Your task :: Of the lines listed below, return exactly those that run from the line containing "for more input" through the line containing "fn budgeted_pass_dumps_frames() ->", both included.

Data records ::
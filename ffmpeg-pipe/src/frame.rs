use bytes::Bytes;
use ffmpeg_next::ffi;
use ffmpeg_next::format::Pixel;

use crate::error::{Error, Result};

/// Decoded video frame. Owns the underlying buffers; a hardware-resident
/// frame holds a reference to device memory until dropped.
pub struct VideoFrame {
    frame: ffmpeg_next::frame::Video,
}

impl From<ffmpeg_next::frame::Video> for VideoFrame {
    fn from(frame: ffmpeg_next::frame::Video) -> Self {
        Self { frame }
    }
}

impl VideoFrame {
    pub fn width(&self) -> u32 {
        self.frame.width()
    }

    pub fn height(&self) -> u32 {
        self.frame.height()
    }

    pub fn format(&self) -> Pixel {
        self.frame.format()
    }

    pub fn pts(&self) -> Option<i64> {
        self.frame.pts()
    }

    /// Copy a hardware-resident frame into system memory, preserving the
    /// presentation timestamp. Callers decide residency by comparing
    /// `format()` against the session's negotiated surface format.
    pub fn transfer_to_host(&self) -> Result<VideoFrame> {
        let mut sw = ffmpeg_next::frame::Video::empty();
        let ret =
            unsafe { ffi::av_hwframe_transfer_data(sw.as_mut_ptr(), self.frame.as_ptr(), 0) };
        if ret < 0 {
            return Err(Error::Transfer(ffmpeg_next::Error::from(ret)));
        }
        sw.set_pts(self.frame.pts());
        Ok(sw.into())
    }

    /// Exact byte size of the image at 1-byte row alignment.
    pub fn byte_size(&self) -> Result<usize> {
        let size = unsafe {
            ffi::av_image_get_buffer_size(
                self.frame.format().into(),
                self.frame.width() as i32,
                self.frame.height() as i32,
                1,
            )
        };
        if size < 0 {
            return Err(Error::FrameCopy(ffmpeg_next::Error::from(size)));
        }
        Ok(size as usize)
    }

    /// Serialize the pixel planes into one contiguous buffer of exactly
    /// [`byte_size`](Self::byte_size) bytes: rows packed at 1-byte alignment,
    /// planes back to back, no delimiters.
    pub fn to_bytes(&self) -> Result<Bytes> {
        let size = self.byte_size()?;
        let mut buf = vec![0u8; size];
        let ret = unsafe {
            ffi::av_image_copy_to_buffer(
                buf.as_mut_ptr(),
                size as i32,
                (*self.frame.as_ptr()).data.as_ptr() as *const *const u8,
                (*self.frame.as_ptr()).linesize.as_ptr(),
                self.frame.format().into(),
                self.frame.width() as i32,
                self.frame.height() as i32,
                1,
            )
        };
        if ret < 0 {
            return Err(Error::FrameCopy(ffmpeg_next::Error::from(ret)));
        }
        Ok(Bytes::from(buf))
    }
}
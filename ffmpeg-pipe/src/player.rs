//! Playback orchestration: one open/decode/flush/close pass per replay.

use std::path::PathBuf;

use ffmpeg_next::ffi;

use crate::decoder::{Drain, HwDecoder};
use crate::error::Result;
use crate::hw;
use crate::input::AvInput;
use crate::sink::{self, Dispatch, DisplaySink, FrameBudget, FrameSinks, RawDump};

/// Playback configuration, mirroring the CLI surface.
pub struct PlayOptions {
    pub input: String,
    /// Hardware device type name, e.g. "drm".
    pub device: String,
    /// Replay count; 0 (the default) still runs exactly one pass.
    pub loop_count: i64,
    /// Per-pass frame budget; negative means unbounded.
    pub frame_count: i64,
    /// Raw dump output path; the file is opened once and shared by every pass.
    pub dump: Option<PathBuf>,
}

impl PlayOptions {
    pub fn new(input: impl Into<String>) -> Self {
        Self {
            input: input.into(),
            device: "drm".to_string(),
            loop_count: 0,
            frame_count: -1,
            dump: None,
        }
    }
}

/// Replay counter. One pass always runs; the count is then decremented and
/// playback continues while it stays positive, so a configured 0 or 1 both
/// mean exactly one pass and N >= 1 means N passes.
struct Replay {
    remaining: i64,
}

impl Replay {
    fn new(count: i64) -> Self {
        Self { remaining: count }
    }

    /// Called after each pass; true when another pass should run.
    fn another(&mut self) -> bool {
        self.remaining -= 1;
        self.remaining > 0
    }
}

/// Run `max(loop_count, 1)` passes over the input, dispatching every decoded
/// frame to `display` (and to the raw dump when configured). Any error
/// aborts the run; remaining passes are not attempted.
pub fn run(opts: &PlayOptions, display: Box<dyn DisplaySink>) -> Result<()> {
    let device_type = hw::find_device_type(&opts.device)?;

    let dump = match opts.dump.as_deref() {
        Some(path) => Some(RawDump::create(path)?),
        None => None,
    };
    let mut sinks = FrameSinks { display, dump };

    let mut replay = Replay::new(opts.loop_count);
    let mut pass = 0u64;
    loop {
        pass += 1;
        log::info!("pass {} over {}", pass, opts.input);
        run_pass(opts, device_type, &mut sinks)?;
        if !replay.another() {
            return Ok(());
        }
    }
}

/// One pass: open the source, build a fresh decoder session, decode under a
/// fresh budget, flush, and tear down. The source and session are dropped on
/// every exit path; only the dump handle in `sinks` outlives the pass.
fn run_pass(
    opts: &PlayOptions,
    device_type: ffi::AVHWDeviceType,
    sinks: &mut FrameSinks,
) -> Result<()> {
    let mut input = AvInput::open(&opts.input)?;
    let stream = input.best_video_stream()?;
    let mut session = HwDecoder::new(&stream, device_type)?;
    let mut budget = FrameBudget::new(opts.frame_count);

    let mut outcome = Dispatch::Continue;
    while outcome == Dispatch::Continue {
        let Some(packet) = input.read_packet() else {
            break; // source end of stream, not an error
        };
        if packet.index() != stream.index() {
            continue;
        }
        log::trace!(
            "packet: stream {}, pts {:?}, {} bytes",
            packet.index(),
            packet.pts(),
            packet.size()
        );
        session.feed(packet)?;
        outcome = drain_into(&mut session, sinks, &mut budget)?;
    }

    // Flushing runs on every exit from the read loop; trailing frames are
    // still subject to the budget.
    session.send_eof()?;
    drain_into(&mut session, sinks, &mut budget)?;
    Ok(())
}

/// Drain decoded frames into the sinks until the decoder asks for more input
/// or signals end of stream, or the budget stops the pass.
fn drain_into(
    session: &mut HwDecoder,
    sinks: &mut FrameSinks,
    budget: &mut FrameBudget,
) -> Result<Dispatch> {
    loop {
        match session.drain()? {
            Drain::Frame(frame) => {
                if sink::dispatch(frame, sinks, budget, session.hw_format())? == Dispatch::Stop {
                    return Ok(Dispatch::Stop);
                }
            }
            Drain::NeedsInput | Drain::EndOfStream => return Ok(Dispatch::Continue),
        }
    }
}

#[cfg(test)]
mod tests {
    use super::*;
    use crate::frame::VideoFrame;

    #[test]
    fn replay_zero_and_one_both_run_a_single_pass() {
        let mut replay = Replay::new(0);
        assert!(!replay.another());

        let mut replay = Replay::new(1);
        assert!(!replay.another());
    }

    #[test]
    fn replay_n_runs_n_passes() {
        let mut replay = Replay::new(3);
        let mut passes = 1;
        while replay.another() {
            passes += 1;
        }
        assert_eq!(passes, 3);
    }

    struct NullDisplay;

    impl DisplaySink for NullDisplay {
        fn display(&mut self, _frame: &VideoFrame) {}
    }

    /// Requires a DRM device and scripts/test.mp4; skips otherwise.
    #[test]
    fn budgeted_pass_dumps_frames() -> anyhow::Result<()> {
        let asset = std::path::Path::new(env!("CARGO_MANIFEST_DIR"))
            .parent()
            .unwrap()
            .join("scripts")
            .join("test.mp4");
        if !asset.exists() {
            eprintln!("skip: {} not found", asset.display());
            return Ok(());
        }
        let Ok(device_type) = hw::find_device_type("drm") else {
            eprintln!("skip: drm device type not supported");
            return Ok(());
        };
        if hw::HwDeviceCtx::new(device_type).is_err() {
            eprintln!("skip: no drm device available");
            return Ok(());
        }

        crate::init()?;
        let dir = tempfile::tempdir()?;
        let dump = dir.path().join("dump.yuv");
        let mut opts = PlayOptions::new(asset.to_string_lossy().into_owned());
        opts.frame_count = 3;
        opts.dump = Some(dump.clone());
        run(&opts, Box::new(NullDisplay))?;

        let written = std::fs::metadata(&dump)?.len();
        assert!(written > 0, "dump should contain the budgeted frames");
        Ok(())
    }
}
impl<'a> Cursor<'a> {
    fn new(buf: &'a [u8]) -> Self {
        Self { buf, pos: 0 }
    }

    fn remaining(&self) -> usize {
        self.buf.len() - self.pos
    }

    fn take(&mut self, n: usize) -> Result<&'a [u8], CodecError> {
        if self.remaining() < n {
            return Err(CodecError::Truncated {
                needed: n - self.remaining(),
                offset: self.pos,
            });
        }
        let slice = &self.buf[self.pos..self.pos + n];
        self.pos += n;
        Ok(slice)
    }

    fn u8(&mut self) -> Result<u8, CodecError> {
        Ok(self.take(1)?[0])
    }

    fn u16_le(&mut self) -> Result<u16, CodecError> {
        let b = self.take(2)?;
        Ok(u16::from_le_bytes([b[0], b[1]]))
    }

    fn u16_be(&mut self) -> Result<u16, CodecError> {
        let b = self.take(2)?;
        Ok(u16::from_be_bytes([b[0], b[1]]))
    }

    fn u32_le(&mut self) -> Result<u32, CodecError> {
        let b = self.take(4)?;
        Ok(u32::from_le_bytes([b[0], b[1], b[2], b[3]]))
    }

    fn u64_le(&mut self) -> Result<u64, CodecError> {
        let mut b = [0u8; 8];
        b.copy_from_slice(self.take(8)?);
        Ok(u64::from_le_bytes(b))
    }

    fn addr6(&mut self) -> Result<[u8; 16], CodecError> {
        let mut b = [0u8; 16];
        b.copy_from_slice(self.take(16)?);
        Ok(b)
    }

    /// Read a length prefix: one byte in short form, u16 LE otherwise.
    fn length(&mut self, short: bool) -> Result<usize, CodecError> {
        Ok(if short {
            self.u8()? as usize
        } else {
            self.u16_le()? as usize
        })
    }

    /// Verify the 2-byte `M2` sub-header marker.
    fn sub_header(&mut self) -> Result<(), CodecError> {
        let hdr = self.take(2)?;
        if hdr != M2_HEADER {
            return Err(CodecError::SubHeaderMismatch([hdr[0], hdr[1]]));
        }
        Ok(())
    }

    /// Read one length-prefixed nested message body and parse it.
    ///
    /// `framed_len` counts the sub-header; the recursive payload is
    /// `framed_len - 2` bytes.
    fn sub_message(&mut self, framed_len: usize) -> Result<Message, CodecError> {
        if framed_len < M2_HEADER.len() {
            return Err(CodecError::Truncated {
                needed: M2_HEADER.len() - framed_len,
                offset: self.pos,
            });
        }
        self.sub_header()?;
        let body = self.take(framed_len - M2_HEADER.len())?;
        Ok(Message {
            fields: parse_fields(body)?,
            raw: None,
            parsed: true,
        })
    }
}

--

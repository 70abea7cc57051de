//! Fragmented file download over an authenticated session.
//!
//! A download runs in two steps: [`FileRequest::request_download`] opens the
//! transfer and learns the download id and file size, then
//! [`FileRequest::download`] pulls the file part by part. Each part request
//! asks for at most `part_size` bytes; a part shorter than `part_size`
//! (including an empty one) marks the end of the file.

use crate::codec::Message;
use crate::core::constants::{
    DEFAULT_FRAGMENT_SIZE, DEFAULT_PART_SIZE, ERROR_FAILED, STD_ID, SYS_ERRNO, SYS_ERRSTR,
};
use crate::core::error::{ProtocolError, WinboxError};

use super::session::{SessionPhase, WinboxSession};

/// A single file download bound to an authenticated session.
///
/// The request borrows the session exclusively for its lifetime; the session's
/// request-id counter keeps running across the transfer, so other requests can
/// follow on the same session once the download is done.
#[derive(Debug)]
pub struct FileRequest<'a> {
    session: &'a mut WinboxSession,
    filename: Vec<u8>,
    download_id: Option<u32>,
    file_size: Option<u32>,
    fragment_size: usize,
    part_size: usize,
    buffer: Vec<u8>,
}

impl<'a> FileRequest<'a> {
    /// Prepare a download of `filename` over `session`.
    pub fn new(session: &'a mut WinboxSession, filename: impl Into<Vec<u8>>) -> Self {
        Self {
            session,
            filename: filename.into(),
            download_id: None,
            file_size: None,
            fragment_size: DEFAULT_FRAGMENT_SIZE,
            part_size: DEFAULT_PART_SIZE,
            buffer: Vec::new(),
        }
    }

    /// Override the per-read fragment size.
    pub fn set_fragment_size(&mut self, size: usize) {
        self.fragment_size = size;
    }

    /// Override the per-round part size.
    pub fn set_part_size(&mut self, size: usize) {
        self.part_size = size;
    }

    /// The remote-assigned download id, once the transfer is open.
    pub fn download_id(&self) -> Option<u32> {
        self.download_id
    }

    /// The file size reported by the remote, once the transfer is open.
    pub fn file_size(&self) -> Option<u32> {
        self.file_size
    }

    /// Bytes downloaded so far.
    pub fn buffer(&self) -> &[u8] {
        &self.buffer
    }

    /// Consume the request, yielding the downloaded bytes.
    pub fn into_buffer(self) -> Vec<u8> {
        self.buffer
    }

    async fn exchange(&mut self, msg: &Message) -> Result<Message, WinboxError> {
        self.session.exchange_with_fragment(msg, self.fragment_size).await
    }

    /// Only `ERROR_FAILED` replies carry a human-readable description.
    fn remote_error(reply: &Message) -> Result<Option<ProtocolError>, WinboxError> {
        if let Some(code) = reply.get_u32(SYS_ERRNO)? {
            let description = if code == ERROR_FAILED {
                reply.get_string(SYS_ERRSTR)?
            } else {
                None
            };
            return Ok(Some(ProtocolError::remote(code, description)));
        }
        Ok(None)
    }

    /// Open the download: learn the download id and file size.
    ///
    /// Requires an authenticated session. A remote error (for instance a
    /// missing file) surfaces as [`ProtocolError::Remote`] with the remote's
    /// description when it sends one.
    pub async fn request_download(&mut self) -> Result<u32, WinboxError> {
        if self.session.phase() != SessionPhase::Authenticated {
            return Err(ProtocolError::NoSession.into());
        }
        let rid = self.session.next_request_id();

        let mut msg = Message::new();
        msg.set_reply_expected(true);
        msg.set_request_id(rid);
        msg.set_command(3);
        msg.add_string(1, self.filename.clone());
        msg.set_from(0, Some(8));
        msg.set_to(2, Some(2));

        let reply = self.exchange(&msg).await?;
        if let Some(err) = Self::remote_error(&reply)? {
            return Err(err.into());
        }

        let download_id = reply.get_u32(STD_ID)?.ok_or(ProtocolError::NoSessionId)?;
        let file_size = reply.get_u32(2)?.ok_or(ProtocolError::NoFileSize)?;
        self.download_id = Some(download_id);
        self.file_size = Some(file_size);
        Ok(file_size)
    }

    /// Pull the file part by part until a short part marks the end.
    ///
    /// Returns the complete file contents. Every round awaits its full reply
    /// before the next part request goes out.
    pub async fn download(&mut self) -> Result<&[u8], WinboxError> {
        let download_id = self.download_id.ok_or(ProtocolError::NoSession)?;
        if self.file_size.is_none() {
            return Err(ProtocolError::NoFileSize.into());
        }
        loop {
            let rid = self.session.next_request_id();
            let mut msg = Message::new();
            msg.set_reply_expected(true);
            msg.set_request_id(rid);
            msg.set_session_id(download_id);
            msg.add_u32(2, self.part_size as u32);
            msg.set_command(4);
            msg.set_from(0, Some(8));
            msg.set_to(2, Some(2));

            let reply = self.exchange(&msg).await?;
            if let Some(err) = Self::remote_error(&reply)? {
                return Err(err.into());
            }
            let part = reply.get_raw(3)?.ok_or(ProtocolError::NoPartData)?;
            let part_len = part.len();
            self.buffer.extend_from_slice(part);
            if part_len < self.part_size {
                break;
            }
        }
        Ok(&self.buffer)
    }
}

Result ::
/// Drain decoded frames into the sinks until the decoder asks for more input
/// or signals end of stream, or the budget stops the pass.
fn drain_into(
    session: &mut HwDecoder,
    sinks: &mut FrameSinks,
    budget: &mut FrameBudget,
) -> Result<Dispatch> {
    loop {
        match session.drain()? {
            Drain::Frame(frame) => {
                if sink::dispatch(frame, sinks, budget, session.hw_format())? == Dispatch::Stop {
                    return Ok(Dispatch::Stop);
                }
            }
            Drain::NeedsInput | Drain::EndOfStream => return Ok(Dispatch::Continue),
        }
    }
}

#[cfg(test)]
mod tests {
    use super::*;
    use crate::frame::VideoFrame;

    #[test]
    fn replay_zero_and_one_both_run_a_single_pass() {
        let mut replay = Replay::new(0);
        assert!(!replay.another());

        let mut replay = Replay::new(1);
        assert!(!replay.another());
    }

    #[test]
    fn replay_n_runs_n_passes() {
        let mut replay = Replay::new(3);
        let mut passes = 1;
        while replay.another() {
            passes += 1;
        }
        assert_eq!(passes, 3);
    }

    struct NullDisplay;

    impl DisplaySink for NullDisplay {
        fn display(&mut self, _frame: &VideoFrame) {}
    }

    /// Requires a DRM device and scripts/test.mp4; skips otherwise.
    #[test]
    fn budgeted_pass_dumps_frames() -> anyhow::Result<()> {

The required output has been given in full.